Overview
When you adjust a model’s temperature, you’re controlling how predictable or random its outputs are. A lower temperature makes the model stick to the safest, most likely answers, while a higher temperature encourages it to be a bit more unpredictable. Temperature doesn’t make the model smarter or more creative—it simply reshapes the probabilities it assigns to possible outputs.
You can change a model's "temperature" setting while chatting with it on the model's Details page.
How to Use
Step 1: Understand how models generate text
Language models generate text one token at a time. A token might be a whole word (“cat”), part of a word (“ing”), or punctuation.
For each token, the model assigns scores (called logits) to every possible next token. Larger logits mean the token is more likely.
To convert logits into probabilities, the model applies a softmax function, which ensures they all sum to 1.
Step 2: See what temperature does
Before applying softmax, the model divides logits by the temperature value you set.
If temperature < 1: the gap between tokens grows. The model becomes more conservative, favoring the most likely token.
If temperature > 1: the gap shrinks. The model becomes more exploratory, spreading probability across more tokens.
Step 3: Try it with an example
Imagine the model has three possible next tokens with logits:
“cat” → 2.0, “dog” → 1.0, “banana” → 0.1
Now, if the temperature is set to...
1.0 → Probabilities: cat 66%, dog 24%, banana 10%
0.5 → Probabilities: cat 86%, dog 12%, banana 2% (much more predictable)
2.0 → Probabilities: cat 50%, dog 30%, banana 20% (more varied, less predictable)
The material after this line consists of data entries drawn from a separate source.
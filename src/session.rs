//! Long-lived authenticated session against one panel.
//!
//! [`SessionClient`] owns the panel's transport (and therefore its cookie
//! jar), the cached session token and a single async lock. Every public
//! operation takes the lock for its whole duration, network calls included,
//! so a login and a query never interleave on the same panel and concurrent
//! callers share one login.
//!
//! ## States
//!
//! - `NoSession`: no token. The next call logs in.
//! - `Authenticating`: a login is in flight (inside the lock).
//! - `Active`: a token (or a cookie-only session) is cached.
//! - `CoolingDown`: the panel blocked us; calls fail fast until the deadline.
//!
//! A query that comes back as an HTML page means the panel dropped the
//! session. The token and cookies are cleared and the query is retried once
//! with a fresh login.

use std::sync::atomic::{AtomicU64, AtomicU8, Ordering};
use std::sync::{Arc, PoisonError};
use std::time::{Duration, Instant};

use serde::Serialize;
use tokio::sync::Mutex;
use tracing::{debug, info, warn};

use crate::error::{AuthError, PanelError};
use crate::normalize::{self, Envelope};
use crate::panel::profile::{OnMissingToken, PanelProfile, ReportSpec, MAX_COOLDOWN_SECS};
use crate::scrape;
use crate::transport::{HttpTransport, PanelRequest, Transport, TransportError};

const MAX_ATTEMPTS: u32 = 2;

const PHASE_NO_SESSION: u8 = 0;
const PHASE_AUTHENTICATING: u8 = 1;
const PHASE_ACTIVE: u8 = 2;

/// Proof of an authenticated session.
#[derive(Debug, Clone, PartialEq, Eq)]
pub enum SessionToken {
    /// Sent back as the profile's token query parameter.
    Key(String),
    /// The session lives in the cookie jar alone.
    CookiesOnly,
}

/// Result of a report query.
#[derive(Debug, Clone, PartialEq)]
pub enum Report {
    /// Decoded and remapped to the bridge's schema.
    Normalized(Envelope),
    /// The panel's body, verbatim, because it was not a DataTables envelope.
    Raw(String),
}

/// Coarse session state, as reported by [`SessionClient::status`].
#[derive(Debug, Clone, Copy, PartialEq, Eq, Serialize)]
#[serde(rename_all = "snake_case")]
pub enum SessionPhase {
    NoSession,
    Authenticating,
    Active,
    CoolingDown,
}

/// Point-in-time view of a client, safe to take while it is busy.
#[derive(Debug, Clone, Serialize)]
pub struct SessionStatus {
    pub panel: String,
    pub phase: SessionPhase,
    /// An operation currently holds the client lock.
    pub busy: bool,
    pub session_age_secs: Option<u64>,
    pub cooldown_remaining_secs: Option<u64>,
    pub logins_total: u64,
    pub last_error: Option<String>,
}

#[derive(Default)]
struct SessionMeta {
    established_at: Option<Instant>,
    blocked_until: Option<Instant>,
    last_error: Option<String>,
}

/// One panel's session, shared by every request for that panel.
pub struct SessionClient {
    profile: Arc<PanelProfile>,
    transport: Arc<dyn Transport>,
    /// Cached token. Held across whole operations.
    session: Mutex<Option<SessionToken>>,
    /// Bookkeeping read by `status()` without touching `session`.
    meta: std::sync::Mutex<SessionMeta>,
    phase: AtomicU8,
    logins_total: AtomicU64,
}

/// First four characters of a token, for logs.
fn token_prefix(token: &str) -> &str {
    token.char_indices().nth(4).map_or(token, |(i, _)| &token[..i])
}

fn login_transport(e: TransportError) -> PanelError {
    PanelError::Auth(AuthError::Transport(e.0))
}

impl SessionClient {
    pub fn new(profile: Arc<PanelProfile>, transport: Arc<dyn Transport>) -> Self {
        Self {
            profile,
            transport,
            session: Mutex::new(None),
            meta: std::sync::Mutex::new(SessionMeta::default()),
            phase: AtomicU8::new(PHASE_NO_SESSION),
            logins_total: AtomicU64::new(0),
        }
    }

    /// Build a client with its own [`HttpTransport`].
    pub fn from_profile(
        profile: Arc<PanelProfile>,
        timeout: Duration,
        connect_timeout: Duration,
    ) -> Result<Self, TransportError> {
        let transport = HttpTransport::new(timeout, connect_timeout)?;
        Ok(Self::new(profile, Arc::new(transport)))
    }

    pub fn id(&self) -> &str {
        &self.profile.id
    }

    /// Return the cached session, logging in first if there is none.
    pub async fn ensure_session(&self) -> Result<SessionToken, PanelError> {
        let mut slot = self.session.lock().await;
        let result = self.ensure_locked(&mut slot).await;
        if let Err(e) = &result {
            self.record_error(e);
        }
        result
    }

    /// Fetch the SMS log, normalized to the bridge's message schema.
    pub async fn fetch_message_log(&self) -> Result<Report, PanelError> {
        self.fetch(&self.profile.sms, normalize::normalize_messages)
            .await
    }

    /// Fetch the full number inventory, normalized to the bridge's number schema.
    pub async fn fetch_number_inventory(&self) -> Result<Report, PanelError> {
        self.fetch(&self.profile.numbers, normalize::normalize_inventory)
            .await
    }

    /// Drop the session so the next call logs in again. Any cooldown stays.
    pub async fn reset(&self) {
        let mut slot = self.session.lock().await;
        self.clear_locked(&mut slot);
        info!(panel = %self.profile.id, "session reset");
    }

    /// Snapshot of the client's state. Never waits on the client lock.
    pub fn status(&self) -> SessionStatus {
        let now = Instant::now();
        let meta = self.meta.lock().unwrap_or_else(PoisonError::into_inner);
        let cooldown = meta
            .blocked_until
            .and_then(|until| until.checked_duration_since(now))
            .filter(|d| !d.is_zero());
        let phase = if cooldown.is_some() {
            SessionPhase::CoolingDown
        } else {
            match self.phase.load(Ordering::SeqCst) {
                PHASE_AUTHENTICATING => SessionPhase::Authenticating,
                PHASE_ACTIVE => SessionPhase::Active,
                _ => SessionPhase::NoSession,
            }
        };
        SessionStatus {
            panel: self.profile.id.clone(),
            phase,
            busy: self.session.try_lock().is_err(),
            session_age_secs: meta
                .established_at
                .map(|t| now.saturating_duration_since(t).as_secs()),
            cooldown_remaining_secs: cooldown.map(|d| d.as_secs().max(1)),
            logins_total: self.logins_total.load(Ordering::SeqCst),
            last_error: meta.last_error.clone(),
        }
    }

    /// The cached token value, if the session holds one.
    pub async fn token(&self) -> Option<String> {
        match &*self.session.lock().await {
            Some(SessionToken::Key(k)) => Some(k.clone()),
            _ => None,
        }
    }

    fn meta(&self) -> std::sync::MutexGuard<'_, SessionMeta> {
        self.meta.lock().unwrap_or_else(PoisonError::into_inner)
    }

    fn record_error(&self, e: &PanelError) {
        self.meta().last_error = Some(e.to_string());
    }

    fn cooldown_remaining(&self) -> Option<Duration> {
        self.meta()
            .blocked_until
            .and_then(|until| until.checked_duration_since(Instant::now()))
            .filter(|d| !d.is_zero())
    }

    fn start_cooldown(&self) -> PanelError {
        let cap = Duration::from_secs(MAX_COOLDOWN_SECS);
        let cooldown = self.profile.cooldown.min(cap);
        let now = Instant::now();
        let deadline = now.checked_add(cooldown).unwrap_or(now);
        self.meta().blocked_until = Some(deadline);
        warn!(
            panel = %self.profile.id,
            cooldown_secs = cooldown.as_secs(),
            "panel blocked login, cooling down"
        );
        PanelError::Blocked { retry_in: cooldown }
    }

    /// Forget the token and cookies. Caller holds the session lock.
    fn clear_locked(&self, slot: &mut Option<SessionToken>) {
        *slot = None;
        self.transport.clear_cookies();
        self.phase.store(PHASE_NO_SESSION, Ordering::SeqCst);
        self.meta().established_at = None;
    }

    async fn ensure_locked(
        &self,
        slot: &mut Option<SessionToken>,
    ) -> Result<SessionToken, PanelError> {
        if let Some(retry_in) = self.cooldown_remaining() {
            debug!(panel = %self.profile.id, "in cooldown, skipping login");
            return Err(PanelError::Blocked { retry_in });
        }
        match slot {
            Some(SessionToken::Key(k)) => return Ok(SessionToken::Key(k.clone())),
            Some(SessionToken::CookiesOnly) => {
                if self.transport.has_cookies(&self.profile.base_url) {
                    return Ok(SessionToken::CookiesOnly);
                }
                debug!(panel = %self.profile.id, "cookies gone, logging in again");
                self.clear_locked(slot);
            }
            None => {}
        }

        self.phase.store(PHASE_AUTHENTICATING, Ordering::SeqCst);
        self.logins_total.fetch_add(1, Ordering::SeqCst);
        match self.login().await {
            Ok(token) => {
                self.phase.store(PHASE_ACTIVE, Ordering::SeqCst);
                let mut meta = self.meta();
                meta.established_at = Some(Instant::now());
                meta.last_error = None;
                drop(meta);
                *slot = Some(token.clone());
                Ok(token)
            }
            Err(e) => {
                self.phase.store(PHASE_NO_SESSION, Ordering::SeqCst);
                warn!(panel = %self.profile.id, error = %e, "login failed");
                Err(e)
            }
        }
    }

    fn browser_request(&self, request: PanelRequest) -> PanelRequest {
        let mut request = request.header("User-Agent", self.profile.user_agent.as_str());
        for (name, value) in &self.profile.headers {
            request = request.header(name, value.as_str());
        }
        request
    }

    async fn login(&self) -> Result<SessionToken, PanelError> {
        let p = &*self.profile;
        info!(panel = %p.id, "logging in");

        debug!(panel = %p.id, url = %p.login_url, "fetching login page");
        let page = self
            .transport
            .send(self.browser_request(PanelRequest::get(&p.login_url)))
            .await
            .map_err(login_transport)?;
        if scrape::is_blocked(page.status, &page.body, &p.block_markers) {
            return Err(self.start_cooldown());
        }
        let answer = scrape::solve_captcha(&page.body).ok_or(AuthError::CaptchaParse)?;
        info!(panel = %p.id, answer, "captcha solved");

        let form = vec![
            ("username".to_string(), p.credentials.username.clone()),
            ("password".to_string(), p.credentials.password.clone()),
            ("capt".to_string(), answer.to_string()),
        ];
        let mut signin = self
            .browser_request(PanelRequest::post_form(&p.signin_url, form))
            .header("Referer", p.login_url.as_str());
        if p.send_origin {
            signin = signin.header("Origin", p.base_url.as_str());
        }
        debug!(panel = %p.id, url = %p.signin_url, "submitting credentials");
        self.transport.send(signin).await.map_err(login_transport)?;

        if p.token.cookies_only {
            if self.transport.has_cookies(&p.base_url) {
                info!(panel = %p.id, "signed in, cookie session");
                return Ok(SessionToken::CookiesOnly);
            }
            return Err(AuthError::NoCookies.into());
        }

        let Some(reports_url) = p.reports_url.as_deref() else {
            return Err(AuthError::TokenNotFound.into());
        };
        let mut reports = self.browser_request(PanelRequest::get(reports_url));
        if let Some(referer) = &p.reports_referer {
            reports = reports.header("Referer", referer.as_str());
        }
        debug!(panel = %p.id, url = %reports_url, "fetching reports page");
        let page = self
            .transport
            .send(reports)
            .await
            .map_err(login_transport)?;

        match scrape::extract_token(&page.body, &p.token.patterns) {
            Some(token) => {
                info!(panel = %p.id, token_prefix = token_prefix(&token), "signed in");
                Ok(SessionToken::Key(token))
            }
            None if p.token.on_missing == OnMissingToken::Cookies => {
                warn!(panel = %p.id, "no session token on reports page, using cookies alone");
                Ok(SessionToken::CookiesOnly)
            }
            None => Err(AuthError::TokenNotFound.into()),
        }
    }

    async fn fetch<L>(
        &self,
        report: &ReportSpec<L>,
        normalize: fn(Envelope, &L) -> Envelope,
    ) -> Result<Report, PanelError> {
        let mut slot = self.session.lock().await;
        let mut attempt = 1;
        let body = loop {
            match self.query_once(&mut slot, report).await {
                Ok(body) => break body,
                Err(e) if !e.is_retryable() || attempt >= MAX_ATTEMPTS => {
                    if e == PanelError::SessionExpired {
                        self.clear_locked(&mut slot);
                    }
                    self.record_error(&e);
                    return Err(e);
                }
                Err(e) => {
                    warn!(
                        panel = %self.profile.id,
                        attempt,
                        error = %e,
                        "query failed, clearing session and retrying"
                    );
                    self.clear_locked(&mut slot);
                    attempt += 1;
                }
            }
        };
        drop(slot);

        match Envelope::parse(&body) {
            Ok(envelope) => {
                let rows_in = envelope.aa_data.len();
                let out = normalize(envelope, &report.layout);
                debug!(
                    panel = %self.profile.id,
                    rows_in,
                    rows_out = out.aa_data.len(),
                    "report normalized"
                );
                Ok(Report::Normalized(out))
            }
            Err(e) if self.profile.passthrough_undecodable => {
                warn!(panel = %self.profile.id, error = %e, "undecodable report, passing through");
                Ok(Report::Raw(body))
            }
            Err(e) => {
                let err = PanelError::Decode(e.to_string());
                self.record_error(&err);
                Err(err)
            }
        }
    }

    async fn query_once<L>(
        &self,
        slot: &mut Option<SessionToken>,
        report: &ReportSpec<L>,
    ) -> Result<String, PanelError> {
        let token = self.ensure_locked(slot).await?;
        let p = &*self.profile;

        let key = match &token {
            SessionToken::Key(k) if report.query.send_token => Some((p.token.param.as_str(), k.as_str())),
            _ => None,
        };
        let params = report.query.params(report.query.window.bounds(), key);
        let mut request = self
            .browser_request(PanelRequest::get(&report.url).with_query(params))
            .header("X-Requested-With", "XMLHttpRequest");
        if let Some(referer) = &report.referer {
            request = request.header("Referer", referer.as_str());
        }
        if p.send_origin {
            request = request.header("Origin", p.base_url.as_str());
        }

        debug!(panel = %p.id, url = %report.url, "querying report");
        let resp = self
            .transport
            .send(request)
            .await
            .map_err(|e| PanelError::Transport(e.0))?;
        if scrape::looks_like_html(&resp.body) {
            debug!(panel = %p.id, status = resp.status, "query returned an HTML page");
            return Err(PanelError::SessionExpired);
        }
        Ok(resp.body)
    }
}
Step 4: Apply this in practice
Use low temperatures (0.2–0.7) for deterministic tasks like classification, code generation, or structured Q&A.
Use higher temperatures (0.8–1.5) for open-ended tasks like brainstorming, storytelling, or creative writing.
Tips & Best Practices
Match the task: Structured tasks work better with low temperatures, while creative ones benefit from higher settings.
Experiment: Small changes (e.g., 0.7 → 0.9) can noticeably affect outputs.
Don’t overdo it: Very high temperatures (>2.0) often lead to incoherent or nonsensical outputs.
Remember the principle: Temperature isn’t a creativity dial—it’s a way of reshaping probabilities.
Troubleshooting
The model is too random
The model is too random
Lower the temperature (e.g., 0.3–0.5). This sharpens probabilities and reduces unexpected tokens.
The model is too repetitive or boring
The model is too repetitive or boring
Raise the temperature (e.g., 0.9–1.2). This flattens probabilities and makes it more exploratory.
Outputs don’t change much when I adjust temperature
Outputs don’t change much when I adjust temperature
For some tasks (like binary classification), the token space is small. Temperature won’t have a big effect. Try tasks with more diverse outputs.